919th SOSFS participate in Integrated Defense Leadership Course

  • Published
  • By U.S. Air Force Senior Airman Dylan Gentile
  • 919th Special Operations Wing

YOUNGSTOWN, Ohio – Leaves crunched under the slow-moving crawl of Airmen crouched under the canopy of ferns above them. The Airmen gathered notes on their opposition from a distance, and then regrouped in the dense forest to share information and plan their attack. 

Members from the 919th Special Operations Security Forces Squadron made their way to the 910th Airlift Wing in Ohio to play the role of opposition forces during the Integrated Defense Leadership Course. The Airmen learned critical offensive skills during the training while delving into defensive techniques and reconnaissance.

“Fellow instructors and I designed the course a little more than a year ago to be constantly changing and adapting,” said Tech Sgt. Adam Cutright, IDLC cadre and 919th SOSFS noncommissioned officer in charge of training. “It’s difficult for our security force members to get all their required training done on drill weekends. This training allows us to complete most of the required tasks with hands-on experience in the field.”

IDLC is a way for Air Force Reserve security force members to meet their annual training-hour requirements and maintain currency as a skilled-fighting force. The Airmen join members of other units to share experiences and knowledge in student-led teams.

“The unique hands-on-training time in the field is a huge benefit,” said Staff Sgt. Michael Blake, 919th SOSFS defender and IDLC student. “I’ve seen more growth in my fellow Airmen throughout IDLC than over several [drill weekends].”

The 514th Security Forces Squadron, 934th SFS, 926th SFS, 710th SFS, and 910th SFS all trained alongside Duke Field’s defenders for the two-week course. Some days they donned their camouflage face paint and on other days they wore face shields in preparation for the unique learning experience.

As Air Force Special Operations Command and the defense environment shifts toward a peer-to-peer fighting model, trainers wanted to emulate the new style in IDLC. Student teams were put against one another and tasked with outsmarting and outfighting the other. 

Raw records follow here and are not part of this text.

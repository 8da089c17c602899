// ============================================================
// Layer 6 — Model Resolution (Hugging Face Hub)
// ============================================================
// Turns a model identifier into local file paths.
//
//   "./my_model"                  → an existing directory is used as-is
//   "EleutherAI/gpt-neo-125M"     → downloaded through hf-hub into the
//                                   shared HF cache (~/.cache/huggingface)
//
// Each model needs config.json and model.safetensors. The tokenizer is
// either a single tokenizer.json or a byte-level BPE vocab.json +
// merges.txt pair (older repos such as gpt-neo ship only the latter).

use anyhow::{anyhow, bail, Context, Result};
use hf_hub::{api::sync::Api, Repo, RepoType};
use std::path::{Path, PathBuf};

use crate::infra::weights::{CONFIG_FILE, WEIGHTS_FILE};

pub const TOKENIZER_FILE: &str = "tokenizer.json";
pub const VOCAB_FILE:     &str = "vocab.json";
pub const MERGES_FILE:    &str = "merges.txt";

#[derive(Debug, Clone, PartialEq)]
pub enum TokenizerFiles {
    Json(PathBuf),
    Bpe { vocab: PathBuf, merges: PathBuf },
}

#[derive(Debug, Clone)]
pub struct ModelFiles {
    pub config:    PathBuf,
    pub weights:   PathBuf,
    pub tokenizer: TokenizerFiles,
}

/// Resolve `model_id` to local files, downloading if it is not a directory.
pub fn resolve_model(model_id: &str) -> Result<ModelFiles> {
    let local = Path::new(model_id);
    if local.is_dir() {
        tracing::info!("Using local model directory '{}'", local.display());
        return resolve_local(local);
    }
    resolve_remote(model_id)
}

pub fn resolve_local(dir: &Path) -> Result<ModelFiles> {
    let config  = dir.join(CONFIG_FILE);
    let weights = dir.join(WEIGHTS_FILE);
    for required in [&config, &weights] {
        if !required.is_file() {
            bail!("Model directory '{}' has no {}", dir.display(), file_name(required));
        }
    }

    let json = dir.join(TOKENIZER_FILE);
    let tokenizer = if json.is_file() {
        TokenizerFiles::Json(json)
    } else {
        let vocab  = dir.join(VOCAB_FILE);
        let merges = dir.join(MERGES_FILE);
        if !vocab.is_file() || !merges.is_file() {
            bail!(
                "Model directory '{}' has neither {TOKENIZER_FILE} nor {VOCAB_FILE} + {MERGES_FILE}",
                dir.display()
            );
        }
        TokenizerFiles::Bpe { vocab, merges }
    };

    Ok(ModelFiles { config, weights, tokenizer })
}

fn resolve_remote(model_id: &str) -> Result<ModelFiles> {
    let api  = Api::new().context("Cannot initialise Hugging Face Hub client")?;
    let repo = api.repo(Repo::new(model_id.to_string(), RepoType::Model));
    tracing::info!("Fetching '{}' from the Hugging Face Hub", model_id);

    let fetch = |file: &str| {
        repo.get(file)
            .map_err(|e| anyhow!("Cannot fetch {file} for model '{model_id}': {e}"))
    };

    let config  = fetch(CONFIG_FILE)?;
    let weights = fetch(WEIGHTS_FILE)?;
    let tokenizer = match repo.get(TOKENIZER_FILE) {
        Ok(path) => TokenizerFiles::Json(path),
        Err(e) => {
            tracing::debug!("{TOKENIZER_FILE} unavailable ({e}), falling back to {VOCAB_FILE} + {MERGES_FILE}");
            TokenizerFiles::Bpe {
                vocab:  fetch(VOCAB_FILE)?,
                merges: fetch(MERGES_FILE)?,
            }
        }
    };

    if let Some(dir) = config.parent() {
        tracing::info!("Model files cached under '{}'", dir.display());
    }
    Ok(ModelFiles { config, weights, tokenizer })
}

/// Short name used to key dataset caches by tokenizer:
/// "EleutherAI/gpt-neo-125M" → "gpt-neo-125M"
pub fn tokenizer_tag(model_id: &str) -> String {
    let trimmed = model_id.trim_end_matches(['/', '\\']);
    let tag = trimmed
        .rsplit(['/', '\\'])
        .next()
        .unwrap_or(trimmed)
        .chars()
        .map(|c| if c.is_ascii_alphanumeric() || c == '-' || c == '.' { c } else { '_' })
        .collect::<String>();
    if tag.is_empty() { "model".to_string() } else { tag }
}

fn file_name(path: &Path) -> String {
    path.file_name()
        .map(|n| n.to_string_lossy().into_owned())
        .unwrap_or_default()
}
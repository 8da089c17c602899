// ============================================================
// Layer 4 — Text Loader
// ============================================================
// Reads a flat UTF-8 text file. The file has no structure: the
// whole contents become one corpus and are tokenised as a single
// stream.
//
// Failure cases (all returned as errors naming the path):
//   - the file does not exist
//   - the file cannot be read
//   - the contents are not valid UTF-8

use anyhow::{Context, Result};
use std::{
    fs,
    path::{Path, PathBuf},
    time::UNIX_EPOCH,
};

use crate::domain::corpus::{Corpus, SourceFingerprint};
use crate::domain::traits::CorpusSource;

/// Loads one plain-text training or evaluation file.
pub struct TextLoader {
    path: PathBuf,
}

impl TextLoader {
    pub fn new(path: impl Into<PathBuf>) -> Self {
        Self { path: path.into() }
    }
}

impl CorpusSource for TextLoader {
    fn location(&self) -> &Path {
        &self.path
    }

    fn fingerprint(&self) -> Result<SourceFingerprint> {
        let meta = fs::metadata(&self.path)
            .with_context(|| format!("Cannot access text file '{}'", self.path.display()))?;

        let modified_nanos = meta
            .modified()
            .ok()
            .and_then(|t| t.duration_since(UNIX_EPOCH).ok())
            .and_then(|d| u64::try_from(d.as_nanos()).ok());

        Ok(SourceFingerprint { len: meta.len(), modified_nanos })
    }

    fn load(&self) -> Result<Corpus> {
        let text = fs::read_to_string(&self.path)
            .with_context(|| format!("Cannot read text file '{}'", self.path.display()))?;

        tracing::debug!("Loaded '{}' ({} bytes)", self.path.display(), text.len());
        Ok(Corpus::new(self.path.display().to_string(), text))
    }
}

#[cfg(test)]
mod tests {
    use super::*;
    use std::time::Duration;

    #[test]
    fn test_reads_whole_file() {
        let dir  = tempfile::tempdir().unwrap();
        let path = dir.path().join("train.txt");
        fs::write(&path, "first line\nsecond line\n").unwrap();

        let corpus = TextLoader::new(&path).load().unwrap();
        assert_eq!(corpus.text, "first line\nsecond line\n");
    }

    #[test]
    fn test_missing_file_is_an_error() {
        let dir    = tempfile::tempdir().unwrap();
        let loader = TextLoader::new(dir.path().join("nope.txt"));

        let err = loader.load().unwrap_err();
        assert!(format!("{err:#}").contains("nope.txt"));
        assert!(loader.fingerprint().is_err());
    }

    #[test]
    fn test_invalid_utf8_is_an_error() {
        let dir  = tempfile::tempdir().unwrap();
        let path = dir.path().join("bad.txt");
        fs::write(&path, [0x66, 0x6f, 0xff, 0xfe]).unwrap();

        assert!(TextLoader::new(&path).load().is_err());
    }

    #[test]
    fn test_fingerprint_tracks_length() {
        let dir  = tempfile::tempdir().unwrap();
        let path = dir.path().join("a.txt");
        fs::write(&path, "abc").unwrap();
        let before = TextLoader::new(&path).fingerprint().unwrap();

        fs::write(&path, "abcdef").unwrap();
        let after = TextLoader::new(&path).fingerprint().unwrap();

        assert_eq!(before.len, 3);
        assert_eq!(after.len, 6);
        assert_ne!(before, after);
    }

    #[test]
    fn test_fingerprint_sees_rewrite_within_one_second() {
        let dir  = tempfile::tempdir().unwrap();
        let path = dir.path().join("a.txt");
        let second = UNIX_EPOCH + Duration::from_secs(1_700_000_000);

        fs::write(&path, "abc").unwrap();
        fs::File::options().write(true).open(&path).unwrap()
            .set_modified(second + Duration::from_millis(100)).unwrap();
        let before = TextLoader::new(&path).fingerprint().unwrap();

        fs::write(&path, "xyz").unwrap();
        fs::File::options().write(true).open(&path).unwrap()
            .set_modified(second + Duration::from_millis(600)).unwrap();
        let after = TextLoader::new(&path).fingerprint().unwrap();

        assert_eq!(before.len, after.len);
        assert_ne!(before, after);
    }
}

“This course is important in helping us get away from an old security training mindset,” said Cutright. “The career’s future will no longer be as much of a law-enforcement model, instead we're moving towards being base-defense operators.”

As part of a new training model, the security force members dragged white boards into the middle of the forest, scrawled with information on security positions, personalities, and anticipated schedules. The 919th opposition forces had to hide and maneuver around patrols defending the “friendly” team’s encampment. The encampment consisted of shallow holes surrounded by sandbags the Airmen constructed, called a Defensive Fighting Position. 

“This training helped us get experience in a different fighting style geared towards today’s defense climate,” said Blake. “I’ve had the opportunity to engage in troop-leading procedures, writing operational orders, and other unique skillsets.”

Some days ended with a colorful array of smoke-filled smog and live fire as the security force members mastered the remodeled art of combat. 

“The last two weeks were non-stop, and action packed,” said Blake. “The lessons have been very in-depth, with a very well-tuned course structure.”

While the students got hands-on experience in a dynamic environment, the instructors were operating strategically behind the scenes, thinking about Air Force Reserve Command’s long-term readiness. Exercise planners used IDLC to gauge where other security force squadrons throughout AFRC were with training and equipment, so they could give helpful feedback to the member’s units back home.

By the end of the course, the miles of forest floor felt by combat boots and the buckets of ammunition casing left from rifle chambers indicated new experiences and skills for students and cadre alike.

“I’m very proud of my students, I love seeing light bulbs going off in their heads and the evolution of their training,” said Cutright. “Even in leadership qualities, it makes me happy to see young Airmen leave here with so much instilled confidence.”